Reading in the data, I chose to omit Element, Domain, and Unit as they are the same for every data point. I also eliminated all of the "Code" variables, as they are either redundant, or not useful to work with.
```{r}
#| label: Showing how I found unique data
Area <- select(birds,"Area")
num_areas <- unique(Area)
num_areas
Item <- select(birds,"Item")
num_items <- unique(Item)
num_items
```
## Provide Grouped Summary Statistics
I started my analysis of the birds dataset by taking a look at the average and median stock values by year.
```{r}
birds%>%
group_by(Year)%>%
summarise(avg_stocks = mean(Value, na.rm=TRUE),
med_stocks = median(Value, na.rm=TRUE))
```
While this was helpful in showing a general trend for the data over the 58 years, it was very basic.

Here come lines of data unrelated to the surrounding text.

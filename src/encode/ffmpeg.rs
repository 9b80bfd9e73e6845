use std::io::Read;
use std::process::{Child, ChildStdin, Command, Stdio};

use anyhow::Context as _;

use crate::assets::media::ffmpeg_tools_available;
use crate::encode::format::ContainerFormat;
use crate::encode::sink::{FrameSink, SinkConfig};
use crate::foundation::core::{Fps, FrameIndex};
use crate::foundation::error::{ReelError, ReelResult};
use crate::foundation::math::mul_div255_u16;
use crate::render::surface::FrameRGBA;

/// Options for [`FfmpegSink`].
#[derive(Clone, Debug)]
pub struct FfmpegSinkOpts {
    /// Background color used to flatten alpha (RGBA8, straight alpha).
    pub bg_rgba: [u8; 4],
}

impl Default for FfmpegSinkOpts {
    fn default() -> Self {
        Self {
            bg_rgba: [0, 0, 0, 255],
        }
    }
}

/// Recorder that spawns the system `ffmpeg` and streams raw frames to stdin.
///
/// The container is written to a private temporary directory and read back on `end`.
pub struct FfmpegSink {
    opts: FfmpegSinkOpts,

    child: Option<Child>,
    stdin: Option<ChildStdin>,
    stderr_drain: Option<std::thread::JoinHandle<std::io::Result<Vec<u8>>>>,
    out_dir: Option<tempfile::TempDir>,

    scratch: Vec<u8>,
    cfg: Option<SinkConfig>,
    last_idx: Option<FrameIndex>,
}

impl FfmpegSink {
    pub fn new(opts: FfmpegSinkOpts) -> Self {
        Self {
            opts,
            child: None,
            stdin: None,
            stderr_drain: None,
            out_dir: None,
            scratch: Vec::new(),
            cfg: None,
            last_idx: None,
        }
    }

    fn out_file_name(format: ContainerFormat) -> String {
        format!("recording.{}", format.extension())
    }
}

impl Drop for FfmpegSink {
    fn drop(&mut self) {
        if self.child.is_some() {
            self.abort();
        }
    }
}

impl FrameSink for FfmpegSink {
    fn begin(&mut self, cfg: SinkConfig) -> ReelResult<()> {
        if cfg.fps.num == 0 || cfg.fps.den == 0 {
            return Err(ReelError::validation("fps must be non-zero"));
        }
        if cfg.width == 0 || cfg.height == 0 {
            return Err(ReelError::validation(
                "ffmpeg sink width/height must be non-zero",
            ));
        }
        if !cfg.width.is_multiple_of(2) || !cfg.height.is_multiple_of(2) {
            return Err(ReelError::validation(
                "ffmpeg sink width/height must be even (required for yuv420p output)",
            ));
        }
        if self.child.is_some() {
            return Err(ReelError::capture("ffmpeg sink already recording"));
        }
        if !ffmpeg_tools_available() {
            return Err(ReelError::capture(
                "ffmpeg is required for recording, but was not found on PATH",
            ));
        }

        let out_dir = tempfile::Builder::new()
            .prefix("reelcast-rec-")
            .tempdir()
            .context("create recorder output directory")?;
        let out_path = out_dir.path().join(Self::out_file_name(cfg.format));

        let mut cmd = Command::new("ffmpeg");
        cmd.stdin(Stdio::piped())
            .stdout(Stdio::null())
            .stderr(Stdio::piped());

        // Frames arrive premultiplied; they are flattened to opaque RGBA in `push_frame`.
        cmd.args([
            "-y",
            "-loglevel",
            "error",
            "-f",
            "rawvideo",
            "-pix_fmt",
            "rgba",
            "-s",
            &format!("{}x{}", cfg.width, cfg.height),
        ]);
        push_input_fps(&mut cmd, cfg.fps);
        cmd.args(["-i", "pipe:0"]);

        if let Some(audio) = cfg.audio.as_ref() {
            if audio.sample_rate == 0 {
                return Err(ReelError::validation(
                    "audio sample_rate must be non-zero when audio is enabled",
                ));
            }
            if audio.channels == 0 {
                return Err(ReelError::validation(
                    "audio channels must be non-zero when audio is enabled",
                ));
            }
            cmd.args([
                "-f",
                "f32le",
                "-ar",
                &audio.sample_rate.to_string(),
                "-ac",
                &audio.channels.to_string(),
                "-i",
            ])
            .arg(&audio.path)
            .args(["-c:a", cfg.format.audio_encoder(), "-shortest"]);
        } else {
            cmd.arg("-an");
        }

        cmd.args([
            "-c:v",
            cfg.format.video_encoder(),
            "-pix_fmt",
            "yuv420p",
            "-b:v",
            &cfg.video_bitrate.to_string(),
        ]);
        if cfg.format == ContainerFormat::Mp4 {
            cmd.args(["-movflags", "+faststart"]);
        }
        cmd.args(["-f", cfg.format.muxer()]).arg(&out_path);

        let mut child = cmd.spawn().map_err(|e| {
            ReelError::capture(format!(
                "failed to spawn ffmpeg (is it installed and on PATH?): {e}"
            ))
        })?;

        let stdin = child
            .stdin
            .take()
            .ok_or_else(|| ReelError::capture("failed to open ffmpeg stdin (unexpected)"))?;
        let mut stderr = child
            .stderr
            .take()
            .ok_or_else(|| ReelError::capture("failed to open ffmpeg stderr (unexpected)"))?;
        let stderr_drain = std::thread::spawn(move || {
            let mut stderr_bytes = Vec::new();
            stderr.read_to_end(&mut stderr_bytes)?;
            Ok(stderr_bytes)
        });

        tracing::debug!(format = %cfg.format, width = cfg.width, height = cfg.height, "ffmpeg recorder started");
        self.scratch = vec![0u8; (cfg.width as usize) * (cfg.height as usize) * 4];
        self.child = Some(child);
        self.stdin = Some(stdin);
        self.stderr_drain = Some(stderr_drain);
        self.out_dir = Some(out_dir);
        self.cfg = Some(cfg);
        self.last_idx = None;
        Ok(())
    }

    fn push_frame(&mut self, idx: FrameIndex, frame: &FrameRGBA) -> ReelResult<()> {
        let cfg = self
            .cfg
            .as_ref()
            .ok_or_else(|| ReelError::capture("ffmpeg sink not started"))?;
        if let Some(last) = self.last_idx
            && idx.0 <= last.0
        {
            return Err(ReelError::capture(
                "ffmpeg sink received out-of-order frame index",
            ));
        }
        self.last_idx = Some(idx);

        if frame.width != cfg.width || frame.height != cfg.height {
            return Err(ReelError::validation(format!(
                "frame size mismatch: got {}x{}, expected {}x{}",
                frame.width, frame.height, cfg.width, cfg.height
            )));
        }
        if frame.data.len() != self.scratch.len() {
            return Err(ReelError::validation(
                "frame.data size mismatch with width*height*4",
            ));
        }

        flatten_premul_over_bg_to_opaque_rgba8(&mut self.scratch, &frame.data, self.opts.bg_rgba)?;

        let Some(stdin) = self.stdin.as_mut() else {
            return Err(ReelError::capture("ffmpeg sink is already finalized"));
        };

        use std::io::Write as _;
        stdin.write_all(&self.scratch).map_err(|e| {
            ReelError::capture(format!("failed to write frame to ffmpeg stdin: {e}"))
        })?;
        Ok(())
    }

    fn end(&mut self) -> ReelResult<Vec<u8>> {
        drop(self.stdin.take());
        let mut child = self
            .child
            .take()
            .ok_or_else(|| ReelError::capture("ffmpeg sink not started"))?;

        let status = child
            .wait()
            .map_err(|e| ReelError::capture(format!("failed to wait for ffmpeg to finish: {e}")))?;
        let stderr_bytes = match self.stderr_drain.take() {
            Some(handle) => handle
                .join()
                .map_err(|_| ReelError::capture("ffmpeg stderr drain thread panicked"))?
                .map_err(|e| ReelError::capture(format!("ffmpeg stderr read failed: {e}")))?,
            None => Vec::new(),
        };
        let cfg = self.cfg.take();
        let out_dir = self.out_dir.take();

        if !status.success() {
            let stderr = String::from_utf8_lossy(&stderr_bytes);
            return Err(ReelError::capture(format!(
                "ffmpeg exited with status {}: {}",
                status,
                stderr.trim()
            )));
        }

        let (Some(cfg), Some(out_dir)) = (cfg, out_dir) else {
            return Err(ReelError::capture("ffmpeg sink lost its output (unexpected)"));
        };
        let out_path = out_dir.path().join(Self::out_file_name(cfg.format));
        let bytes = std::fs::read(&out_path)
            .with_context(|| format!("read recorded file '{}'", out_path.display()))?;
        tracing::debug!(bytes = bytes.len(), "ffmpeg recorder finalized");
        Ok(bytes)
    }

    fn abort(&mut self) {
        drop(self.stdin.take());
        if let Some(mut child) = self.child.take() {
            if let Err(e) = child.kill() {
                tracing::debug!("ffmpeg kill failed: {e}");
            }
            let _ = child.wait();
        }
        if let Some(handle) = self.stderr_drain.take() {
            let _ = handle.join();
        }
        self.cfg = None;
        self.out_dir = None;
        self.last_idx = None;
    }
}

fn push_input_fps(cmd: &mut Command, fps: Fps) {
    // `-r` before `-i` sets the rawvideo input rate.
    cmd.args(["-r", &format!("{}/{}", fps.num, fps.den)]);
}

fn flatten_premul_over_bg_to_opaque_rgba8(
    dst: &mut [u8],
    src_premul: &[u8],
    bg_rgba: [u8; 4],
) -> ReelResult<()> {
    if dst.len() != src_premul.len() || !dst.len().is_multiple_of(4) {
        return Err(ReelError::validation(
            "flatten_premul_over_bg_to_opaque_rgba8 expects equal-length rgba8 buffers",
        ));
    }

    let bg = [
        u16::from(bg_rgba[0]),
        u16::from(bg_rgba[1]),
        u16::from(bg_rgba[2]),
    ];

    for (d, s) in dst.chunks_exact_mut(4).zip(src_premul.chunks_exact(4)) {
        let a = u16::from(s[3]);
        if a == 255 {
            d.copy_from_slice(s);
            continue;
        }
        let inv = 255u16 - a;
        for c in 0..3 {
            d[c] = (u16::from(s[c]) + mul_div255_u16(bg[c], inv)).min(255) as u8;
        }
        d[3] = 255;
    }

    Ok(())
}

#[cfg(test)]
#[path = "../../tests/unit/encode/ffmpeg.rs"]
mod tests;
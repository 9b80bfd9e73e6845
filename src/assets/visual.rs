use std::collections::{HashMap, VecDeque};
use std::path::PathBuf;
use std::sync::Arc;

use serde::{Deserialize, Serialize};

use crate::assets::decode::PreparedFrame;
use crate::assets::media::{VideoSourceInfo, decode_video_frames_rgba8};
use crate::foundation::error::{ReelError, ReelResult};

/// Seekable source of video frames.
///
/// During export a clip never drives its own clock; the capture loop asks for the frame at an
/// explicit time instead.
pub trait VideoDecoder: Send {
    /// Natural frame size in pixels.
    fn dimensions(&self) -> (u32, u32);
    /// Clip length in seconds. Non-positive means unknown; seeks then pin to time zero.
    fn duration_secs(&self) -> f64;
    /// Decode the frame shown at `time_sec`.
    fn frame_at(&mut self, time_sec: f64) -> ReelResult<PreparedFrame>;
}

/// Frame cache and read-ahead for ffmpeg-backed clips.
#[derive(Clone, Copy, Debug, PartialEq, Eq, Serialize, Deserialize)]
#[serde(default)]
pub struct ClipCacheSettings {
    /// Decoded frames kept per clip.
    pub cache_capacity: usize,
    /// Consecutive source frames decoded per ffmpeg run.
    pub prefetch_frames: u32,
}

impl Default for ClipCacheSettings {
    fn default() -> Self {
        Self {
            cache_capacity: 64,
            prefetch_frames: 12,
        }
    }
}

/// Assumed source rate when ffprobe reports none.
const FALLBACK_SOURCE_FPS: f64 = 30.0;
/// How many source frames a seek may back off when the stream ends before its reported duration.
const MAX_TAIL_BACKOFF: u32 = 8;

/// Decodes a run of consecutive frames: `(seek_sec, count) -> straight RGBA8 frames`.
pub(crate) type BatchFetch = Box<dyn FnMut(f64, u32) -> ReelResult<Vec<Vec<u8>>> + Send>;

/// `ffmpeg`-backed clip decoder.
///
/// Requests are snapped to source frame indices. A miss decodes a window of
/// [`ClipCacheSettings::prefetch_frames`] frames starting at the requested one, so an export
/// walking forward through the clip runs ffmpeg once per window instead of once per frame.
/// Seeks past the last decodable frame show the last frame, as a looping player does.
pub struct FfmpegVideoDecoder {
    info: Arc<VideoSourceInfo>,
    settings: ClipCacheSettings,
    fetch: BatchFetch,
    frames: HashMap<u64, PreparedFrame>,
    lru: VecDeque<u64>,
    last_index: u64,
    batches: u64,
}

impl FfmpegVideoDecoder {
    pub fn new(info: VideoSourceInfo, settings: ClipCacheSettings) -> Self {
        let info = Arc::new(info);
        let src = info.clone();
        let fetch: BatchFetch =
            Box::new(move |at, count| decode_video_frames_rgba8(&src, at, count));
        Self::with_fetch(info, settings, fetch)
    }

    pub(crate) fn with_fetch(
        info: Arc<VideoSourceInfo>,
        settings: ClipCacheSettings,
        fetch: BatchFetch,
    ) -> Self {
        let fps = effective_fps(&info);
        let last_index = if info.duration_sec > 0.0 {
            ((info.duration_sec * fps - 1e-6).ceil() as u64).saturating_sub(1)
        } else {
            u64::MAX
        };
        Self {
            info,
            settings: ClipCacheSettings {
                cache_capacity: settings.cache_capacity.max(1),
                prefetch_frames: settings.prefetch_frames.max(1),
            },
            fetch,
            frames: HashMap::new(),
            lru: VecDeque::new(),
            last_index,
            batches: 0,
        }
    }

    /// ffmpeg runs issued so far.
    pub fn batches_decoded(&self) -> u64 {
        self.batches
    }

    fn index_for_time(&self, time_sec: f64) -> u64 {
        let idx = (time_sec.max(0.0) * effective_fps(&self.info) + 1e-6).floor() as u64;
        idx.min(self.last_index)
    }

    /// Seek half a frame early so the frame at `index` is the first one ffmpeg emits.
    fn seek_time(&self, index: u64) -> f64 {
        ((index as f64 - 0.5) / effective_fps(&self.info)).max(0.0)
    }

    fn decode_window(&mut self, mut index: u64) -> ReelResult<u64> {
        for _ in 0..=MAX_TAIL_BACKOFF {
            let seek = self.seek_time(index);
            let count = self.settings.prefetch_frames;
            let batch = (self.fetch)(seek, count)?;
            self.batches += 1;
            if batch.is_empty() {
                if index == 0 {
                    break;
                }
                index -= 1;
                self.last_index = index;
                continue;
            }
            if batch.len() < self.settings.prefetch_frames as usize {
                self.last_index = self.last_index.min(index + batch.len() as u64 - 1);
            }
            let (w, h) = (self.info.width, self.info.height);
            for (offset, rgba) in batch.into_iter().enumerate() {
                let frame = PreparedFrame::from_straight_rgba8(w, h, rgba)?;
                self.insert_frame(index + offset as u64, frame);
            }
            return Ok(index);
        }
        Err(ReelError::asset_load(format!(
            "no decodable frame in '{}'",
            self.info.source_path.display()
        )))
    }

    fn insert_frame(&mut self, index: u64, frame: PreparedFrame) {
        self.frames.insert(index, frame);
        self.touch(index);
        let capacity = self
            .settings
            .cache_capacity
            .max(self.settings.prefetch_frames as usize);
        while self.lru.len() > capacity {
            if let Some(old) = self.lru.pop_front() {
                self.frames.remove(&old);
            }
        }
    }

    fn touch(&mut self, index: u64) {
        if let Some(pos) = self.lru.iter().position(|x| *x == index) {
            self.lru.remove(pos);
        }
        self.lru.push_back(index);
    }
}

fn effective_fps(info: &VideoSourceInfo) -> f64 {
    match info.source_fps() {
        fps if fps.is_finite() && fps > 0.0 => fps,
        _ => FALLBACK_SOURCE_FPS,
    }
}

impl VideoDecoder for FfmpegVideoDecoder {
    fn dimensions(&self) -> (u32, u32) {
        (self.info.width, self.info.height)
    }

    fn duration_secs(&self) -> f64 {
        self.info.duration_sec
    }

    fn frame_at(&mut self, time_sec: f64) -> ReelResult<PreparedFrame> {
        let mut index = self.index_for_time(time_sec);
        if !self.frames.contains_key(&index) {
            index = self.decode_window(index)?;
        }
        self.touch(index);
        self.frames
            .get(&index)
            .cloned()
            .ok_or_else(|| ReelError::asset_load(format!("frame {index} evicted before use")))
    }
}

/// Where a scene's visual comes from, before preloading.
pub enum VisualSource {
    /// Encoded image file (png, jpeg, webp...).
    ImagePath(PathBuf),
    /// Encoded image payload held in memory.
    ImageBytes(Arc<Vec<u8>>),
    /// Video clip probed and sampled through ffmpeg.
    VideoPath(PathBuf),
    /// Any other seekable clip.
    Video(Box<dyn VideoDecoder>),
}

impl std::fmt::Debug for VisualSource {
    fn fmt(&self, f: &mut std::fmt::Formatter<'_>) -> std::fmt::Result {
        match self {
            Self::ImagePath(p) => f.debug_tuple("ImagePath").field(p).finish(),
            Self::ImageBytes(b) => write!(f, "ImageBytes({} bytes)", b.len()),
            Self::VideoPath(p) => f.debug_tuple("VideoPath").field(p).finish(),
            Self::Video(d) => write!(f, "Video({:?})", d.dimensions()),
        }
    }
}

/// A fully prepared scene visual: a still image or a seekable clip.
pub enum VisualAsset {
    Image(PreparedFrame),
    VideoClip(Box<dyn VideoDecoder>),
}

impl std::fmt::Debug for VisualAsset {
    fn fmt(&self, f: &mut std::fmt::Formatter<'_>) -> std::fmt::Result {
        match self {
            Self::Image(frame) => write!(f, "Image({}x{})", frame.width, frame.height),
            Self::VideoClip(d) => write!(f, "VideoClip({:?})", d.dimensions()),
        }
    }
}

impl VisualAsset {
    pub fn natural_dimensions(&self) -> (u32, u32) {
        match self {
            Self::Image(frame) => (frame.width, frame.height),
            Self::VideoClip(decoder) => decoder.dimensions(),
        }
    }

    pub fn is_video(&self) -> bool {
        matches!(self, Self::VideoClip(_))
    }

    /// Produce the pixels to draw for `time_within_asset` seconds into the scene.
    ///
    /// Images have no time axis and ignore the argument. Clips loop: the seek target is
    /// `time_within_asset mod duration`.
    pub fn prepare_frame(&mut self, time_within_asset: f64) -> ReelResult<PreparedFrame> {
        match self {
            Self::Image(frame) => Ok(frame.clone()),
            Self::VideoClip(decoder) => {
                let t = loop_time(time_within_asset, decoder.duration_secs());
                decoder.frame_at(t)
            }
        }
    }
}

/// Wrap `t` into `[0, duration)`; unknown durations pin to zero.
pub fn loop_time(t: f64, duration: f64) -> f64 {
    if !t.is_finite() || !duration.is_finite() || duration <= 0.0 {
        return 0.0;
    }
    t.max(0.0).rem_euclid(duration)
}

#[cfg(test)]
#[path = "../../tests/unit/assets/visual.rs"]
mod tests;
use std::path::PathBuf;

use crate::audio::buffer::PcmBuffer;
use crate::config::EngineConfig;
use crate::foundation::error::{ReelError, ReelResult};

/// Where the looping background track is loaded from.
#[derive(Clone, Debug, PartialEq, Eq)]
pub enum BackgroundSource {
    Url(String),
    Path(PathBuf),
}

impl BackgroundSource {
    /// A local path wins over a URL; neither means narration-only output.
    pub fn from_config(cfg: &EngineConfig) -> Option<Self> {
        if let Some(p) = &cfg.background_path {
            return Some(Self::Path(p.clone()));
        }
        cfg.background_url.clone().map(Self::Url)
    }
}

/// Load and decode the background track once.
///
/// Failure is never fatal: it is logged and `None` is returned, and every later playback or
/// export mixes narration only.
pub async fn load_background(cfg: &EngineConfig) -> Option<PcmBuffer> {
    let source = BackgroundSource::from_config(cfg)?;
    match fetch_background(&source).await {
        Ok(pcm) => {
            tracing::info!(
                secs = pcm.duration_secs(),
                ?source,
                "background track loaded"
            );
            Some(pcm)
        }
        Err(e) => {
            tracing::warn!(?source, "background track unavailable, continuing without it: {e}");
            None
        }
    }
}

pub async fn fetch_background(source: &BackgroundSource) -> ReelResult<PcmBuffer> {
    let pcm = match source {
        BackgroundSource::Url(url) => {
            let bytes = fetch_bytes(url).await?;
            tokio::task::spawn_blocking(move || PcmBuffer::decode_bytes(&bytes))
                .await
                .map_err(|e| ReelError::asset_load(format!("background decode task failed: {e}")))??
        }
        BackgroundSource::Path(path) => {
            if !path.is_file() {
                return Err(ReelError::asset_load(format!(
                    "background file '{}' does not exist",
                    path.display()
                )));
            }
            let path = path.clone();
            tokio::task::spawn_blocking(move || PcmBuffer::decode_file(&path))
                .await
                .map_err(|e| ReelError::asset_load(format!("background decode task failed: {e}")))??
        }
    };
    if pcm.is_empty() {
        return Err(ReelError::asset_load("background track decoded to no samples"));
    }
    Ok(pcm)
}

async fn fetch_bytes(url: &str) -> ReelResult<Vec<u8>> {
    let resp = reqwest::get(url)
        .await
        .and_then(|r| r.error_for_status())
        .map_err(|e| ReelError::asset_load(format!("GET {url}: {e}")))?;
    let bytes = resp
        .bytes()
        .await
        .map_err(|e| ReelError::asset_load(format!("GET {url}: body: {e}")))?;
    Ok(bytes.to_vec())
}

#[cfg(test)]
#[path = "../../tests/unit/audio/background.rs"]
mod tests;
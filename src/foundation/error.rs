/// Result alias used across the crate.
pub type ReelResult<T> = Result<T, ReelError>;

/// Errors raised by the composition, playback and export engine.
#[derive(thiserror::Error, Debug)]
pub enum ReelError {
    /// Invalid input or configuration.
    #[error("validation error: {0}")]
    Validation(String),

    /// A visual or audio asset could not be fetched or decoded.
    #[error("asset load error: {0}")]
    AssetLoad(String),

    /// Starting or stopping an audio source failed.
    #[error("mix graph error: {0}")]
    MixGraph(String),

    /// Surface, stream or recorder setup failed.
    #[error("capture error: {0}")]
    Capture(String),

    /// The requested container/codec is not supported by the runtime.
    #[error("export format unavailable: {0}")]
    ExportFormatUnavailable(String),

    /// Live playback could not be started.
    #[error("playback error: {0}")]
    Playback(String),

    /// The export job was cancelled between frames.
    #[error("export cancelled")]
    Cancelled,

    #[error(transparent)]
    Other(#[from] anyhow::Error),
}

impl ReelError {
    pub fn validation(msg: impl Into<String>) -> Self {
        Self::Validation(msg.into())
    }

    pub fn asset_load(msg: impl Into<String>) -> Self {
        Self::AssetLoad(msg.into())
    }

    pub fn mix_graph(msg: impl Into<String>) -> Self {
        Self::MixGraph(msg.into())
    }

    pub fn capture(msg: impl Into<String>) -> Self {
        Self::Capture(msg.into())
    }

    pub fn format_unavailable(msg: impl Into<String>) -> Self {
        Self::ExportFormatUnavailable(msg.into())
    }

    pub fn playback(msg: impl Into<String>) -> Self {
        Self::Playback(msg.into())
    }

    /// Message shown to the user when an export job fails.
    ///
    /// Every failure collapses to one generic sentence; the detailed error goes to the log.
    pub fn user_message(&self) -> &'static str {
        match self {
            Self::Cancelled => "Export cancelled.",
            _ => "Video export failed. Please try again.",
        }
    }
}

#[cfg(test)]
#[path = "../../tests/unit/foundation/error.rs"]
mod tests;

The next step I took was to show the average of each Item(type of bird) across each year. I dropped the median because I felt focusing on average would provide more information.
```{r}
t1<-birds%>%
group_by(Item,Year)%>%
summarise(avg_stocks = mean(Value, na.rm=TRUE))%>%
pivot_wider(names_from = Year, values_from = (avg_stocks))
t1
```
Finally, I wanted to try to focus on a singular Area for the table, so naturally I chose to filter the Area by 'Americas' which had some of the largest numbers and is ugly to look at in the rendering. However, it was a very complete data point to focus on so it works out.
```{r}
t2<-birds%>%
filter(Area == "Americas")%>%
group_by(Item,Year)%>%
summarise(avg_stocks = mean(Value, na.rm=TRUE))%>%
pivot_wider(names_from = Year, values_from = (avg_stocks))
t2
```
### Explain and Interpret
Taking a look at my initial analysis of the average stock values by year, I can see that the stock values increase over time. When I divided the stock values by bird type, I could see that Chickens, Ducks, and Geese have increased steadily almost every year until plateauing in the 2010s. Pigeons peaked in the 1990s and then have leveled out ever since. Turkeys have been hovering around the same since 1980. When I further narrowed down to just the Americas, I noticed that there are no pigeons. Chickens grew steadily each year. Ducks and Turkeys plateaued around 1990. Geese experienced a peak in 1988-1989, and then dropped significantly, and then leveled off.